### Task brief
Beginning with the line where "Cursor::new(self.list, self.curr)" appears, restate the lines word for word through the last one in the listing.

*** Block opens ***

use super::{List, Position};
use crate::{pool::NodeRef, util::FmtPool};
use core::fmt;

/// A cursor over a [`List`].
///
/// A cursor points either at a value in the list, or at the list's end
/// position, which sits between the last value and the first. Moving past
/// either end of the list lands on the end position, and moving once more
/// wraps around to the other end, like the cursors of
/// `std::collections::LinkedList`.
///
/// A `Cursor` only borrows the list, so any number of them may exist at once.
/// To modify the list, use a [`CursorMut`] instead.
pub struct Cursor<'a, 'pool, T> {
    list: &'a List<'pool, T>,
    curr: NodeRef,
}

/// A cursor over a [`List`] that can modify the list.
///
/// In addition to moving through the list like a [`Cursor`], a `CursorMut`
/// can mutate the value it points at, insert and remove values around its
/// position, and splice whole lists in before or after its position. Because
/// the cursor holds a mutable borrow of its list, its position is always a
/// valid position in that list, so none of these operations need to be
/// `unsafe`.
pub struct CursorMut<'a, 'pool, T> {
    list: &'a mut List<'pool, T>,
    curr: NodeRef,
}

// === impl Cursor ====

impl<'a, 'pool, T> Cursor<'a, 'pool, T> {
    pub(super) fn new(list: &'a List<'pool, T>, curr: NodeRef) -> Self {
        Self { list, curr }
    }

    /// Returns the cursor's position in the list.
    #[must_use]
    pub fn position(&self) -> Position {
        Position(self.curr)
    }

    /// Borrows the value the cursor points at, or returns `None` if the
    /// cursor is at the end position.
    ///
    /// The returned reference borrows the list, not the cursor, so it remains
    /// usable after the cursor moves.
    #[must_use]
    pub fn current(&self) -> Option<&'a T> {
        self.list.get(self.curr)
    }

    /// Borrows the value after the cursor's position.
    ///
    /// If the cursor is at the end position, this is the first value in the
    /// list. If the cursor is at the last value, this returns `None`.
    #[must_use]
    pub fn peek_next(&self) -> Option<&'a T> {
        self.list.get(self.list.next_of(self.curr))
    }

    /// Borrows the value before the cursor's position.
    ///
    /// If the cursor is at the end position, this is the last value in the
    /// list. If the cursor is at the first value, this returns `None`.
    #[must_use]
    pub fn peek_prev(&self) -> Option<&'a T> {
        self.list.get(self.list.prev_of(self.curr))
    }

    /// Moves the cursor to the next position in the list.
    ///
    /// If the cursor is at the end position, this moves it to the first value.
    /// If it is at the last value, this moves it to the end position.
    pub fn move_next(&mut self) {
        self.curr = self.list.next_of(self.curr);
    }

    /// Moves the cursor to the previous position in the list.
    ///
    /// If the cursor is at the end position, this moves it to the last value.
    /// If it is at the first value, this moves it to the end position.
    pub fn move_prev(&mut self) {
        self.curr = self.list.prev_of(self.curr);
    }

    /// Returns `true` if the cursor is at the end position.
    #[must_use]
    pub fn is_end(&self) -> bool {
        self.curr.is_sentinel()
    }
}

impl<T> Clone for Cursor<'_, '_, T> {
    fn clone(&self) -> Self {
        Self {
            list: self.list,
            curr: self.curr,
        }
    }
}

impl<T> PartialEq for Cursor<'_, '_, T> {
    /// Two cursors are equal if they point at the same position.
    fn eq(&self, other: &Self) -> bool {
        self.curr == other.curr
    }
}

impl<T> Eq for Cursor<'_, '_, T> {}

impl<T> fmt::Debug for Cursor<'_, '_, T> {
    fn fmt(&self, f: &mut fmt::Formatter<'_>) -> fmt::Result {
        f.debug_struct("Cursor")
            .field("curr", &self.curr)
            .field("pool", &FmtPool(self.list.pool))
            .finish()
    }
}

// === impl CursorMut ====

impl<'a, 'pool, T> CursorMut<'a, 'pool, T> {
    pub(super) fn new(list: &'a mut List<'pool, T>, curr: NodeRef) -> Self {
        Self { list, curr }
    }

    /// Returns the cursor's position in the list.
    #[must_use]
    pub fn position(&self) -> Position {
        Position(self.curr)
    }

    /// Borrows the value the cursor points at, or returns `None` if the
    /// cursor is at the end position.
    #[must_use]
    pub fn current(&self) -> Option<&T> {
        self.list.get(self.curr)
    }

    /// Mutably borrows the value the cursor points at, or returns `None` if
    /// the cursor is at the end position.
    #[must_use]
    pub fn current_mut(&mut self) -> Option<&mut T> {
        self.list.get_mut(self.curr)
    }

    /// Borrows the value after the cursor's position.
    ///
    /// If the cursor is at the end position, this is the first value in the
    /// list. If the cursor is at the last value, this returns `None`.
    #[must_use]
    pub fn peek_next(&self) -> Option<&T> {
        self.list.get(self.list.next_of(self.curr))
    }

    /// Borrows the value before the cursor's position.
    ///
    /// If the cursor is at the end position, this is the last value in the
    /// list. If the cursor is at the first value, this returns `None`.
    #[must_use]
    pub fn peek_prev(&self) -> Option<&T> {
        self.list.get(self.list.prev_of(self.curr))
    }

    /// Moves the cursor to the next position in the list.
    ///
    /// If the cursor is at the end position, this moves it to the first value.
    /// If it is at the last value, this moves it to the end position.
    pub fn move_next(&mut self) {
        self.curr = self.list.next_of(self.curr);
    }

    /// Moves the cursor to the previous position in the list.
    ///
    /// If the cursor is at the end position, this moves it to the last value.
    /// If it is at the first value, this moves it to the end position.
    pub fn move_prev(&mut self) {
        self.curr = self.list.prev_of(self.curr);
    }

    /// Returns `true` if the cursor is at the end position.
    #[must_use]
    pub fn is_end(&self) -> bool {
        self.curr.is_sentinel()
    }

    /// Inserts `value` before the cursor's position.
    ///
    /// If the cursor is at the end position, the value is pushed to the back
    /// of the list. The cursor does not move.
    ///
    /// # Panics
    ///
    /// If every node in the list's pool is in use.
    pub fn insert_before(&mut self, value: T) {
        self.list.insert_node_with(self.curr, || value);
    }

    /// Inserts `value` after the cursor's position.
    ///
    /// If the cursor is at the end position, the value is pushed to the front
    /// of the list. The cursor does not move.
    ///
    /// # Panics
    ///
    /// If every node in the list's pool is in use.
    pub fn insert_after(&mut self, value: T) {
        let next = self.list.next_of(self.curr);
        self.list.insert_node_with(next, || value);
    }

    /// Removes the value the cursor points at and returns it, moving the
    /// cursor to the next position.
    ///
    /// If the cursor is at the end position, nothing is removed and this
    /// returns `None`.
    pub fn remove_current(&mut self) -> Option<T> {
        let node = self.curr;
        if node.is_sentinel() {
            return None;
        }
        self.curr = self.list.next_of(node);
        self.list.remove_node(node)
    }

    /// Moves every value in `other` into this cursor's list, before the
    /// cursor's position, leaving `other` empty. The cursor does not move.
    ///
    /// This is _O_(1).
    ///
    /// # Panics
    ///
    /// If `other` stores its values in a different pool.
    pub fn splice_before(&mut self, other: &mut List<'pool, T>) {
        let pos = self.position();
        // Safety: the cursor's position is always a position in its list.
        unsafe { self.list.splice_list(pos, other) }
    }

    /// Moves every value in `other` into this cursor's list, after the
    /// cursor's position, leaving `other` empty. The cursor does not move.
    ///
    /// This is _O_(1).
    ///
    /// # Panics
    ///
    /// If `other` stores its values in a different pool.
    pub fn splice_after(&mut self, other: &mut List<'pool, T>) {
        let next = Position(self.list.next_of(self.curr));
        // Safety: the position after the cursor's is in the same list.
        unsafe { self.list.splice_list(next, other) }
    }

    /// Returns a read-only [`Cursor`] at this cursor's position.
    ///
    /// The read-only cursor borrows this one, so it cannot outlive it.
    #[must_use]
    pub fn as_cursor(&self) -> Cursor<'_, 'pool, T> {
        Cursor::new(self.list, self.curr)
    }
}

impl<T> fmt::Debug for CursorMut<'_, '_, T> {
    fn fmt(&self, f: &mut fmt::Formatter<'_>) -> fmt::Result {
        f.debug_struct("CursorMut")
            .field("curr", &self.curr)
            .field("pool", &FmtPool(self.list.pool))
            .finish()
    }
}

*** Block closes ***

### Answer to this exercise
        Cursor::new(self.list, self.curr)
    }
}

impl<T> fmt::Debug for CursorMut<'_, '_, T> {
    fn fmt(&self, f: &mut fmt::Formatter<'_>) -> fmt::Result {
        f.debug_struct("CursorMut")
            .field("curr", &self.curr)
            .field("pool", &FmtPool(self.list.pool))
            .finish()
    }
}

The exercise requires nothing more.